***** SUPPLIED DATA *****

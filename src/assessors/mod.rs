//! Quality assessors
//!
//! Each assessor scores one quality dimension of a Python codebase.
//!
//! # Architecture
//!
//! ```text
//! ┌─────────────────────────────────────────────────────────────┐
//! │                   AssessorRegistry                          │
//! │  - Static, ordered table of (display name, assessor)        │
//! │  - Lookup by display name or id, case-insensitive           │
//! └─────────────────────────────────────────────────────────────┘
//!                              │
//!                              ▼
//! ┌─────────────────────────────────────────────────────────────┐
//! │                      Assessor Trait                         │
//! │  - id(): snake_case identifier                              │
//! │  - description(): one-line summary                          │
//! │  - assess(path): score + details + raw metrics + CI         │
//! └─────────────────────────────────────────────────────────────┘
//!                              │
//!              ┌───────────────┼───────────────┐
//!              ▼               ▼               ▼
//! ┌──────────────────┐ ┌──────────────┐ ┌──────────────────┐
//! │ Syntax-tree      │ │ External     │ │ History / LLM    │
//! │ (Robustness,     │ │ tools        │ │ (GitHealth,      │
//! │  Scalability,    │ │ (bandit,     │ │  LlmScore)       │
//! │  Consistency...) │ │  pytest...)  │ │                  │
//! └──────────────────┘ └──────────────┘ └──────────────────┘
//! ```
//!
//! Registration is an explicit table in [`AssessorRegistry::builtin`]; nothing
//! is discovered at runtime.

mod base;
mod consistency;
mod documentation;
pub mod external_tool;
mod git_health;
mod llm_score;
mod maintainability;
mod performance;
mod readability;
mod robustness;
mod scalability;
mod security;
mod testability;

pub use base::{
    Assessor, AssessorSettings, DEFAULT_PROFILE_RUNS, DEFAULT_TOOL_TIMEOUT_SECS,
    DEFAULT_ZAP_TIMEOUT_SECS,
};
pub use consistency::ConsistencyAssessor;
pub use documentation::DocumentationAssessor;
pub use git_health::GitHealthAssessor;
pub use llm_score::LlmScoreAssessor;
pub use maintainability::MaintainabilityAssessor;
pub use performance::PerformanceAssessor;
pub use readability::ReadabilityAssessor;
pub use robustness::RobustnessAssessor;
pub use scalability::ScalabilityAssessor;
pub use security::SecurityAssessor;
pub use testability::TestabilityAssessor;

use crate::error::{BenchError, BenchResult};
use std::sync::Arc;

/// Display name for an assessor id: `git_health` → `GitHealth`.
pub fn display_name(id: &str) -> String {
    id.split(|c: char| c == '_' || c.is_whitespace())
        .filter(|word| !word.is_empty())
        .map(|word| {
            let mut chars = word.chars();
            match chars.next() {
                Some(first) => first
                    .to_uppercase()
                    .chain(chars.flat_map(char::to_lowercase))
                    .collect(),
                None => String::new(),
            }
        })
        .collect()
}

/// Key used for case-insensitive name matching: alphanumerics, lowercased.
/// `GitHealth`, `git_health` and `githealth` all map to `githealth`.
pub(crate) fn match_key(name: &str) -> String {
    name.chars()
        .filter(|c| c.is_alphanumeric())
        .flat_map(char::to_lowercase)
        .collect()
}

/// An assessor with its display name.
#[derive(Clone)]
pub struct RegisteredAssessor {
    pub name: String,
    pub assessor: Arc<dyn Assessor>,
}

/// Ordered assessor table. Order determines run and display order.
#[derive(Clone, Default)]
pub struct AssessorRegistry {
    entries: Vec<RegisteredAssessor>,
}

impl AssessorRegistry {
    pub fn new() -> Self {
        Self::default()
    }

    /// Every built-in assessor, configured from `settings`. The LLM score is
    /// only included when `settings.llm` is set.
    pub fn builtin(settings: &AssessorSettings) -> Self {
        let mut registry = Self::new();
        registry.register(Arc::new(ReadabilityAssessor::new(settings)));
        registry.register(Arc::new(MaintainabilityAssessor::new(settings)));
        registry.register(Arc::new(PerformanceAssessor::new(settings)));
        registry.register(Arc::new(TestabilityAssessor::new(settings)));
        registry.register(Arc::new(RobustnessAssessor::new(settings)));
        registry.register(Arc::new(SecurityAssessor::new(settings)));
        registry.register(Arc::new(ScalabilityAssessor::new(settings)));
        registry.register(Arc::new(DocumentationAssessor::new(settings)));
        registry.register(Arc::new(ConsistencyAssessor::new(settings)));
        registry.register(Arc::new(GitHealthAssessor::new(settings)));
        if let Some(llm) = &settings.llm {
            registry.register(Arc::new(LlmScoreAssessor::new(llm.clone())));
        }
        registry
    }

    /// Append an assessor. A later registration with the same display name
    /// replaces the earlier one in place.
    pub fn register(&mut self, assessor: Arc<dyn Assessor>) {
        let name = display_name(assessor.id());
        let entry = RegisteredAssessor { name, assessor };
        match self.entries.iter_mut().find(|e| e.name == entry.name) {
            Some(existing) => *existing = entry,
            None => self.entries.push(entry),
        }
    }

    /// Look up by display name or id, ignoring case and separators.
    pub fn get(&self, name: &str) -> BenchResult<&RegisteredAssessor> {
        let key = match_key(name);
        self.entries
            .iter()
            .find(|e| match_key(&e.name) == key)
            .ok_or_else(|| BenchError::NotFound(name.to_string()))
    }

    pub fn contains(&self, name: &str) -> bool {
        self.get(name).is_ok()
    }

    pub fn iter(&self) -> impl Iterator<Item = &RegisteredAssessor> {
        self.entries.iter()
    }

    pub fn names(&self) -> Vec<&str> {
        self.entries.iter().map(|e| e.name.as_str()).collect()
    }

    pub fn len(&self) -> usize {
        self.entries.len()
    }

    pub fn is_empty(&self) -> bool {
        self.entries.is_empty()
    }
}

impl std::fmt::Debug for AssessorRegistry {
    fn fmt(&self, f: &mut std::fmt::Formatter<'_>) -> std::fmt::Result {
        f.debug_list().entries(self.names()).finish()
    }
}

#[cfg(test)]
mod tests {
    use super::*;
    use crate::ai::AiConfig;

    #[test]
    fn test_display_name() {
        assert_eq!(display_name("git_health"), "GitHealth");
        assert_eq!(display_name("readability"), "Readability");
        assert_eq!(display_name("llm_score"), "LlmScore");
        assert_eq!(display_name(" odd  name_"), "OddName");
    }

    #[test]
    fn test_builtin_order() {
        let registry = AssessorRegistry::builtin(&AssessorSettings::default());
        assert_eq!(
            registry.names(),
            vec![
                "Readability",
                "Maintainability",
                "Performance",
                "Testability",
                "Robustness",
                "Security",
                "Scalability",
                "Documentation",
                "Consistency",
                "GitHealth",
            ]
        );
    }

    #[test]
    fn test_llm_is_opt_in() {
        let settings = AssessorSettings {
            llm: Some(AiConfig::default()),
            ..Default::default()
        };
        let registry = AssessorRegistry::builtin(&settings);
        assert_eq!(registry.len(), 11);
        assert_eq!(registry.names().last(), Some(&"LlmScore"));
    }

    #[test]
    fn test_lookup_is_case_insensitive() {
        let registry = AssessorRegistry::builtin(&AssessorSettings::default());
        assert_eq!(registry.get("githealth").unwrap().name, "GitHealth");
        assert_eq!(registry.get("git_health").unwrap().name, "GitHealth");
        assert_eq!(registry.get("SECURITY").unwrap().assessor.id(), "security");
        assert!(matches!(
            registry.get("Vibes"),
            Err(BenchError::NotFound(name)) if name == "Vibes"
        ));
    }

    #[test]
    fn test_register_replaces_same_name() {
        let mut registry = AssessorRegistry::new();
        let settings = AssessorSettings::default();
        registry.register(Arc::new(RobustnessAssessor::new(&settings)));
        registry.register(Arc::new(RobustnessAssessor::new(&settings)));
        assert_eq!(registry.len(), 1);
    }
}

*****

YOUR TASK
Which lines of the records hold the string "LlmScoreAssessor"? Copy each one.

EXERCISE RESPONSE
pub use llm_score::LlmScoreAssessor;
            registry.register(Arc::new(LlmScoreAssessor::new(llm.clone())));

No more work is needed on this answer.